(Extracted records)
▼

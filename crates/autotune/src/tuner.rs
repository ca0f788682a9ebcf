//! Single-pass and nested two-pass tuning.

use crate::bench::{BenchOptions, BenchmarkOrchestrator};
use crate::executor::{DeviceCapabilities, TrialExecutor};
use crate::report::{PassSummary, ReportSink};
use crate::space::{ConfigurationSpace, EnumerationStrategy, SearchLimits, SearchMode};
use anyhow::{ensure, Result};
use gemmtune_kernels::config::{KernelParams, KernelProfile, ProblemShape};
use gemmtune_kernels::matmul::MatmulKernelFamily;
use tracing::{info, warn};

/// What to tune and how hard.
#[derive(Debug, Clone, Copy, PartialEq, Eq)]
pub struct TuningRequest {
    pub shape: ProblemShape,
    pub group_size: Option<usize>,
    pub block_height: Option<usize>,
    pub extra_param: Option<usize>,
    /// Find (group size, block height) with one cheap trial, then refine the
    /// extra parameter with the full trial budget.
    pub nested: bool,
    pub mode: SearchMode,
    pub bench: BenchOptions,
}

impl TuningRequest {
    pub fn new(shape: ProblemShape) -> Self {
        Self {
            shape,
            group_size: None,
            block_height: None,
            extra_param: None,
            nested: false,
            mode: SearchMode::default(),
            bench: BenchOptions::default(),
        }
    }

    pub fn strategy(&self) -> Result<EnumerationStrategy> {
        EnumerationStrategy::from_dimensions(self.group_size, self.block_height, self.extra_param)
    }
}

#[derive(Debug, Clone)]
pub struct TuningOutcome {
    pub passes: Vec<PassSummary>,
    /// Group size and block height carried from the first nested pass.
    pub nested_pair: Option<(usize, usize)>,
    pub best: Option<KernelProfile>,
}

impl TuningOutcome {
    pub fn final_pass(&self) -> Option<&PassSummary> {
        self.passes.last()
    }

    pub fn good_kernel_count(&self) -> usize {
        self.final_pass().map_or(0, |pass| pass.good_kernel_count)
    }
}

pub struct Autotuner<'a> {
    family: &'a dyn MatmulKernelFamily,
    device: &'a dyn DeviceCapabilities,
    executor: &'a mut dyn TrialExecutor,
    sink: &'a mut dyn ReportSink,
    limits: SearchLimits,
}

impl<'a> Autotuner<'a> {
    pub fn new(
        family: &'a dyn MatmulKernelFamily,
        device: &'a dyn DeviceCapabilities,
        executor: &'a mut dyn TrialExecutor,
        sink: &'a mut dyn ReportSink,
    ) -> Self {
        Self {
            family,
            device,
            executor,
            sink,
            limits: SearchLimits::default(),
        }
    }

    pub fn with_limits(mut self, limits: SearchLimits) -> Self {
        self.limits = limits;
        self
    }

    pub fn run(&mut self, request: &TuningRequest) -> Result<TuningOutcome> {
        let strategy = request.strategy()?;
        if !request.nested {
            let pass = self.run_pass("search", request, strategy, request.bench)?;
            let best = pass.best_profile();
            return Ok(TuningOutcome {
                passes: vec![pass],
                nested_pair: None,
                best,
            });
        }

        ensure!(
            strategy == EnumerationStrategy::AllFree,
            "nested optimization will find optimal blocking; leave all parameters free"
        );

        let broad = BenchOptions {
            trials: 1,
            ..request.bench
        };
        let first = self.run_pass("nested optimization first pass", request, strategy, broad)?;

        let Some(winner) = first.best() else {
            warn!("first pass produced no viable configuration; skipping second pass");
            return Ok(TuningOutcome {
                passes: vec![first],
                nested_pair: None,
                best: None,
            });
        };
        let KernelParams {
            group_size,
            block_height,
            ..
        } = self.family.decode(&winner.configuration)?;
        info!(
            group_size,
            block_height,
            winner = winner.index,
            average_us = winner.stat.average_us,
            "refining around first pass winner"
        );

        let focused = EnumerationStrategy::ExtraFree {
            group_size,
            block_height,
        };
        let second = self.run_pass(
            "nested optimization second pass",
            request,
            focused,
            request.bench,
        )?;
        let best = second.best_profile();

        Ok(TuningOutcome {
            passes: vec![first, second],
            nested_pair: Some((group_size, block_height)),
            best,
        })
    }

    fn run_pass(
        &mut self,
        label: &str,
        request: &TuningRequest,
        strategy: EnumerationStrategy,
        options: BenchOptions,
    ) -> Result<PassSummary> {
        let space = ConfigurationSpace::new(self.family, request.shape)
            .with_limits(self.limits)
            .with_mode(request.mode);
        let candidates = space.enumerate(strategy, self.device)?;

        BenchmarkOrchestrator::new(&mut *self.executor, &mut *self.sink, options).run_pass(
            label,
            self.family,
            request.shape,
            candidates,
        )
    }
}
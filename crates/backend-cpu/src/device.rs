//! Device selection and capabilities of the host CPU.

use anyhow::{anyhow, bail, Result};
use gemmtune_autotune::executor::DeviceCapabilities;
use std::fmt;
use std::str::FromStr;

/// Work-group ceiling reported for the host CPU.
pub const CPU_MAX_WORK_GROUP_SIZE: usize = 1024;

#[derive(Debug, Clone, Copy, PartialEq, Eq, Hash)]
pub enum DeviceKind {
    Cpu,
    Gpu,
    Accelerator,
}

impl DeviceKind {
    fn prefix(self) -> &'static str {
        match self {
            DeviceKind::Cpu => "cpu",
            DeviceKind::Gpu => "gpu",
            DeviceKind::Accelerator => "acc",
        }
    }
}

/// `cpu`, `gpu` or `acc`, optionally followed by a device number (`gpu1`).
#[derive(Debug, Clone, Copy, PartialEq, Eq, Hash)]
pub struct DeviceSelector {
    pub kind: DeviceKind,
    pub index: usize,
}

impl FromStr for DeviceSelector {
    type Err = anyhow::Error;

    fn from_str(s: &str) -> Result<Self> {
        let kind = [DeviceKind::Cpu, DeviceKind::Gpu, DeviceKind::Accelerator]
            .into_iter()
            .find(|kind| s.starts_with(kind.prefix()))
            .ok_or_else(|| anyhow!("invalid device {s}"))?;
        let suffix = &s[kind.prefix().len()..];
        let index = if suffix.is_empty() {
            0
        } else {
            suffix
                .parse()
                .map_err(|_| anyhow!("invalid device number in {s}"))?
        };
        Ok(Self { kind, index })
    }
}

impl fmt::Display for DeviceSelector {
    fn fmt(&self, f: &mut fmt::Formatter<'_>) -> fmt::Result {
        write!(f, "{}{}", self.kind.prefix(), self.index)
    }
}

#[derive(Debug, Clone)]
pub struct CpuDevice {
    name: String,
    compute_units: usize,
    max_work_group_size: usize,
}

impl CpuDevice {
    pub fn new(name: impl Into<String>, compute_units: usize, max_work_group_size: usize) -> Self {
        Self {
            name: name.into(),
            compute_units: compute_units.max(1),
            max_work_group_size,
        }
    }

    /// The host, with one compute unit per rayon worker.
    pub fn host() -> Self {
        Self::new("cpu0", rayon::current_num_threads(), CPU_MAX_WORK_GROUP_SIZE)
    }

    pub fn compute_units(&self) -> usize {
        self.compute_units
    }
}

impl DeviceCapabilities for CpuDevice {
    fn name(&self) -> &str {
        &self.name
    }

    fn max_work_group_size(&self) -> Result<usize> {
        if self.max_work_group_size == 0 {
            bail!("device {} reports no usable work-group size", self.name);
        }
        Ok(self.max_work_group_size)
    }
}

/// Devices available to this process.
#[derive(Debug, Clone)]
pub struct Platform {
    devices: Vec<(DeviceKind, CpuDevice)>,
}

impl Platform {
    pub fn host() -> Self {
        Self {
            devices: vec![(DeviceKind::Cpu, CpuDevice::host())],
        }
    }

    pub fn with_devices(devices: Vec<(DeviceKind, CpuDevice)>) -> Self {
        Self { devices }
    }

    pub fn select(&self, selector: DeviceSelector) -> Result<&CpuDevice> {
        self.devices
            .iter()
            .filter(|(kind, _)| *kind == selector.kind)
            .nth(selector.index)
            .map(|(_, device)| device)
            .ok_or_else(|| {
                let available: Vec<&str> = self.devices.iter().map(|(_, d)| d.name()).collect();
                anyhow!(
                    "no device {} on this platform (available: {})",
                    selector,
                    available.join(", ")
                )
            })
    }
}

#[cfg(test)]
mod tests {
    use super::*;

    #[test]
    fn parses_kind_and_index() {
        let sel: DeviceSelector = "gpu2".parse().unwrap();
        assert_eq!(sel.kind, DeviceKind::Gpu);
        assert_eq!(sel.index, 2);
        let sel: DeviceSelector = "cpu".parse().unwrap();
        assert_eq!(sel, DeviceSelector { kind: DeviceKind::Cpu, index: 0 });
        assert_eq!("acc".parse::<DeviceSelector>().unwrap().to_string(), "acc0");
        assert!("tpu".parse::<DeviceSelector>().is_err());
        assert!("cpuX".parse::<DeviceSelector>().is_err());
    }

    #[test]
    fn host_platform_has_one_cpu() {
        let platform = Platform::host();
        let cpu = platform.select("cpu".parse().unwrap()).unwrap();
        assert!(cpu.compute_units() >= 1);
        assert_eq!(cpu.max_work_group_size().unwrap(), CPU_MAX_WORK_GROUP_SIZE);
        assert!(platform.select("gpu".parse().unwrap()).is_err());
        assert!(platform.select("cpu1".parse().unwrap()).is_err());
    }

    #[test]
    fn selects_by_kind_then_index() {
        let platform = Platform::with_devices(vec![
            (DeviceKind::Cpu, CpuDevice::new("host", 4, 1024)),
            (DeviceKind::Gpu, CpuDevice::new("first", 8, 256)),
            (DeviceKind::Gpu, CpuDevice::new("second", 16, 512)),
        ]);
        let gpu1 = platform.select("gpu1".parse().unwrap()).unwrap();
        assert_eq!(gpu1.name(), "second");
        assert_eq!(gpu1.max_work_group_size().unwrap(), 512);
        assert_eq!(platform.select("gpu".parse().unwrap()).unwrap().name(), "first");
        assert_eq!(platform.select("cpu0".parse().unwrap()).unwrap().compute_units(), 4);
        assert!(platform.select("gpu2".parse().unwrap()).is_err());
        assert!(platform.select("acc".parse().unwrap()).is_err());
    }

    #[test]
    fn zero_work_group_size_is_a_device_error() {
        let device = CpuDevice::new("broken", 1, 0);
        assert!(device.max_work_group_size().is_err());
    }
}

▲

THE TASK → Reproduce precisely, and with no line left out, each line from the top of the entries through the line that carries "then refine the".

ANSWER TO THIS EXERCISE →
filename crates/autotune/src/tuner.rs
repository ca0f788682a9ebcf
//! Single-pass and nested two-pass tuning.

use crate::bench::{BenchOptions, BenchmarkOrchestrator};
use crate::executor::{DeviceCapabilities, TrialExecutor};
use crate::report::{PassSummary, ReportSink};
use crate::space::{ConfigurationSpace, EnumerationStrategy, SearchLimits, SearchMode};
use anyhow::{ensure, Result};
use gemmtune_kernels::config::{KernelParams, KernelProfile, ProblemShape};
use gemmtune_kernels::matmul::MatmulKernelFamily;
use tracing::{info, warn};

/// What to tune and how hard.
#[derive(Debug, Clone, Copy, PartialEq, Eq)]
pub struct TuningRequest {
    pub shape: ProblemShape,
    pub group_size: Option<usize>,
    pub block_height: Option<usize>,
    pub extra_param: Option<usize>,
    /// Find (group size, block height) with one cheap trial, then refine the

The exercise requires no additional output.